Clinton showed strength in every region of the country as he rebounded from the 1994 Republican midterm rout and became the first Democratic president re-elected since Franklin Roosevelt
Victories in 25 states and the District of Columbia gave Clinton 291 electoral votes - it takes 270 to win the White House - and he had high hopes in Western states where polls were still open.
Victory in in hand, Clinton was looking for an electoral landslide and hoping, against tough odds, that Ross Perot's candidacy would not again cost him a majority of the popular vote. Perot was gaining about 8 percent of the national vote, less than half his 19 percent 1992 total.
Clinton was already weighing Cabinet changes as he plotted a second-term agenda and looked for his his place in history. Republicans hoped for a milestone of their own: Not since 1930 has the GOP won both chambers of Congress in consecutive elections.
Republicans were confident they would hold the Senate. In the House, Newt Gingrich's tenure as speaker at risk. Democrats needed an 18-seat gain to regain the gavel they had held for 40 years until the 1994 Republican sweep.
The breadth of Clinton's victory was sobering news to Republicans who once talked of benefiting from an Electoral College lock because of the party's strength in the South, Plains and Mountain West.
Clinton began the big night by becoming the first Democrat to win Florida in 20 years. As Dole monitored the results from his Watergate apartment, Ohio delivered an even more telling blow: no Republican has ever won the White House without that state.
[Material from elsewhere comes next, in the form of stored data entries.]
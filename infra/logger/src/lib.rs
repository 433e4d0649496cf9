//! # Logger
//!
//! Installs the global `tracing` subscriber for the plugin manager binaries.
//!
//! * Console output (compact, ANSI) and/or a rolling log file written through a
//!   non-blocking worker. File output can be JSON.
//! * `RUST_LOG` always wins over the programmatic level and filter.
//! * With the `profiling` feature and `--cfg tokio_unstable`, a `console-subscriber`
//!   layer is attached next to the console output.
//!
//! ```rust
//! use pmgr_logger::{LevelFilter, Logger};
//!
//! let _logger = Logger::builder()
//!     .name("pmgr-server")
//!     .level(LevelFilter::DEBUG)
//!     .init()
//!     .unwrap();
//! ```

mod error;

pub use crate::error::{LoggerError, LoggerErrorExt};
pub use tracing::level_filters::LevelFilter;
pub use tracing_appender::rolling::Rotation;

use private::Sealed;
use std::marker::PhantomData;
use std::path::PathBuf;
use tracing_appender::non_blocking::WorkerGuard;
use tracing_appender::rolling::RollingFileAppender;
use tracing_subscriber::layer::SubscriberExt;
use tracing_subscriber::util::SubscriberInitExt;
use tracing_subscriber::{EnvFilter, Layer, fmt};

const DEFAULT_MAX_FILES: usize = 14;

#[derive(Debug)]
struct Settings {
    console: bool,
    dir: Option<PathBuf>,
    level: LevelFilter,
    filter: Option<String>,
    rotation: Rotation,
    max_files: usize,
    json: bool,
}

impl Default for Settings {
    fn default() -> Self {
        Self {
            console: true,
            dir: None,
            level: LevelFilter::INFO,
            filter: None,
            rotation: Rotation::DAILY,
            max_files: DEFAULT_MAX_FILES,
            json: false,
        }
    }
}

#[derive(Debug)]
pub struct NoName;
#[derive(Debug)]
pub struct Named(String);
#[derive(Debug)]
pub struct ConsoleOnly;
#[derive(Debug)]
pub struct WithFile;

mod private {
    pub trait Sealed {}
}
impl Sealed for NoName {}
impl Sealed for Named {}
impl Sealed for ConsoleOnly {}
impl Sealed for WithFile {}

/// Builder for the global subscriber. A name is required before [`LoggerBuilder::init`];
/// file options only exist once a directory was given.
#[derive(Debug)]
pub struct LoggerBuilder<N: Sealed = NoName, F: Sealed = ConsoleOnly> {
    settings: Settings,
    name: N,
    _file: PhantomData<F>,
}

impl<F: Sealed> LoggerBuilder<NoName, F> {
    /// Names the application; also used as the log file prefix.
    pub fn name(self, name: impl Into<String>) -> LoggerBuilder<Named, F> {
        LoggerBuilder { settings: self.settings, name: Named(name.into()), _file: PhantomData }
    }
}

impl<F: Sealed> LoggerBuilder<Named, F> {
    #[must_use]
    pub const fn level(mut self, level: LevelFilter) -> Self {
        self.settings.level = level;
        self
    }

    /// Parses a level name (`trace`..`error`, `off`).
    ///
    /// # Errors
    ///
    /// Returns [`LoggerError::InvalidConfiguration`] for unknown names.
    pub fn level_str(self, level: &str) -> Result<Self, LoggerError> {
        let parsed = level.trim().parse::<LevelFilter>().map_err(|_| {
            LoggerError::InvalidConfiguration {
                message: format!("Unknown log level \"{level}\"").into(),
                context: None,
            }
        })?;
        Ok(self.level(parsed))
    }

    /// Directive list such as `pmgr_archive=debug,tower_http=info`.
    #[must_use]
    pub fn env_filter(mut self, filter: impl Into<String>) -> Self {
        let filter = filter.into();
        self.settings.filter = (!filter.trim().is_empty()).then_some(filter);
        self
    }

    #[must_use]
    pub const fn console(mut self, enabled: bool) -> Self {
        self.settings.console = enabled;
        self
    }

    /// Enables rolling file output under `dir`.
    pub fn path(self, dir: impl Into<PathBuf>) -> LoggerBuilder<Named, WithFile> {
        let mut settings = self.settings;
        settings.dir = Some(dir.into());
        LoggerBuilder { settings, name: self.name, _file: PhantomData }
    }

    /// Installs the subscriber.
    ///
    /// Keep the returned [`Logger`] alive until shutdown; dropping it stops the file writer.
    ///
    /// # Errors
    ///
    /// * [`LoggerError::InvalidConfiguration`] for an empty name, an invalid filter or when
    ///   no output is enabled.
    /// * [`LoggerError::Io`] / [`LoggerError::Appender`] when the log directory is unusable.
    /// * [`LoggerError::Subscriber`] when a global subscriber already exists.
    pub fn init(self) -> Result<Logger, LoggerError> {
        let Settings { console, dir, level, filter, rotation, max_files, json } = self.settings;
        let name = self.name.0;

        if name.trim().is_empty() {
            return Err(invalid("Logger name cannot be empty"));
        }
        if max_files == 0 {
            return Err(invalid("max_files must be greater than zero"));
        }

        let filter = env_filter(level, filter.as_deref())?;
        let mut layers = Vec::new();

        #[cfg(all(feature = "profiling", tokio_unstable))]
        if console {
            layers.push(console_subscriber::spawn().boxed());
        }

        if console {
            layers.push(fmt::layer().compact().with_ansi(true).boxed());
        }

        let guard = match dir {
            Some(dir) => {
                std::fs::create_dir_all(&dir)
                    .context(format!("Creating log directory {}", dir.display()))?;

                let appender = RollingFileAppender::builder()
                    .rotation(rotation)
                    .filename_prefix(&name)
                    .filename_suffix("log")
                    .max_log_files(max_files)
                    .build(&dir)?;
                let (writer, guard) = tracing_appender::non_blocking(appender);

                let file = fmt::layer().with_writer(writer).with_ansi(false);
                layers.push(if json { file.json().boxed() } else { file.boxed() });
                Some(guard)
            },
            None => None,
        };

        if layers.is_empty() {
            return Err(invalid("No logging output enabled; enable the console or a log directory"));
        }

        tracing_subscriber::registry().with(filter).with(layers).try_init()?;
        tracing::debug!(logger = %name, "Logging initialized");

        Ok(Logger { guard })
    }
}

impl LoggerBuilder<Named, WithFile> {
    #[must_use]
    pub const fn rotation(mut self, rotation: Rotation) -> Self {
        self.settings.rotation = rotation;
        self
    }

    /// Parses `minutely`, `hourly`, `daily` or `never`.
    ///
    /// # Errors
    ///
    /// Returns [`LoggerError::InvalidConfiguration`] for other values.
    pub fn rotation_str(self, rotation: &str) -> Result<Self, LoggerError> {
        Ok(self.rotation(parse_rotation(rotation)?))
    }

    #[must_use]
    pub const fn max_files(mut self, max: usize) -> Self {
        self.settings.max_files = max;
        self
    }

    #[must_use]
    pub const fn json(mut self, enabled: bool) -> Self {
        self.settings.json = enabled;
        self
    }
}

/// Handle that owns the non-blocking file writer.
#[must_use = "Dropping the logger stops the background file writer"]
#[derive(Debug)]
pub struct Logger {
    guard: Option<WorkerGuard>,
}

impl Logger {
    #[must_use]
    pub fn builder() -> LoggerBuilder {
        LoggerBuilder { settings: Settings::default(), name: NoName, _file: PhantomData }
    }

    /// `true` when file output is active.
    #[must_use]
    pub const fn writes_files(&self) -> bool {
        self.guard.is_some()
    }
}

impl Drop for Logger {
    fn drop(&mut self) {
        if self.guard.is_some() {
            tracing::info!("Flushing log files");
        }
    }
}

/// Maps a rotation name to [`Rotation`].
///
/// # Errors
///
/// Returns [`LoggerError::InvalidConfiguration`] for unknown names.
pub fn parse_rotation(value: &str) -> Result<Rotation, LoggerError> {
    match value.trim().to_ascii_lowercase().as_str() {
        "minutely" => Ok(Rotation::MINUTELY),
        "hourly" => Ok(Rotation::HOURLY),
        "daily" => Ok(Rotation::DAILY),
        "never" => Ok(Rotation::NEVER),
        other => Err(LoggerError::InvalidConfiguration {
            message: format!("Unknown log rotation \"{other}\"").into(),
            context: Some("expected minutely, hourly, daily or never".into()),
        }),
    }
}

fn invalid(message: &'static str) -> LoggerError {
    LoggerError::InvalidConfiguration { message: message.into(), context: None }
}

fn env_filter(level: LevelFilter, directives: Option<&str>) -> Result<EnvFilter, LoggerError> {
    let builder = EnvFilter::builder().with_default_directive(level.into());
    if std::env::var_os(EnvFilter::DEFAULT_ENV).is_some() {
        return Ok(builder.from_env_lossy());
    }
    match directives {
        Some(directives) => builder.parse(directives).map_err(|e| LoggerError::InvalidConfiguration {
            message: e.to_string().into(),
            context: Some(format!("Parsing log filter \"{directives}\"").into()),
        }),
        None => Ok(builder.from_env_lossy()),
    }
}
Clinton went on to an industrial belt sweep, winning New Jersey, Pennsylvania, Michigan and Illinois. Wisconsin, Iowa and Minnesota added to Clinton's Midwest rout. The border states of Missouri, Kentucky and Tennessee, home state of Vice President Al Gore, also were in the Democratic column, as was Clinton's Arkansas. New Mexico brought good news from the Southwest; Louisiana from the South.
Clinton carried the six New England states and rolled through New York, Maryland, Delaware, West Virginia and the District of Columbia.
Dole, on the other hand, carried Oklahoma, Indiana, Alabama, Wyoming, North Carolina, Nebraska, Texas, Utah, Idaho and his native Kansas - for 98 electoral votes, and led for 15 more in South Carolina and Mississippi.
"Bob Dole has completed his last political mission with courage and honor," GOP campaign press secretary Nelson Warfield said. "Even in defeat, he has much to claim in the way of success." The Dole campaign later said the statement was issued prematurely.
Republicans began the evening with a 53-47 Senate majority and won two seats from retiring Democrats. Atty. Gen. Jeff Sessions took the Alabama seat of Howell Heflin. And Chuck Hagel captured the seat of James Exon in Nebraska.
Republicans held open seats in Wyoming and two in Kansas. Democrats did the same in Rhode Island, Georgia, Illinois and New Jersey. Control hinged on competitive open seat races in Louisiana, Arkansas, Colorado, Oregon and Maine. In New Hampshire, exit polls indicated Dick Swett would unseat Republican Sen. Robert Smith but the outcome was unclear later in the evening and indeed Smith held the lead with half the vote counted.
Sen. Jesse Helms won his rematch against Democratic challenger Harvey Gantt in North Carolina. In Massachusetts, Sen. John Kerry withstood a stiff challenge from popular Republican Gov. William Weld.
Democratic incumbents won new terms in Michigan, West Virginia, Minnesota and Delaware. Republican senators won re-election in Texas, New Mexico, Missisippi, Virginia and Oklahoma.
Dole based his challenge to Clinton on a pledge of dramatic tax cuts and an indictment of Clinton's ethical record. Clinton asked for four more years by citing the 10 million new jobs and low unemployment that marked the first four. Beyond policy differences, the White House campaign offered a stark generational contrast, pitting a graying 50-year-old baby boomer against Dole, 73, a veteran of 35 years in Congress and the battlefields of World War II.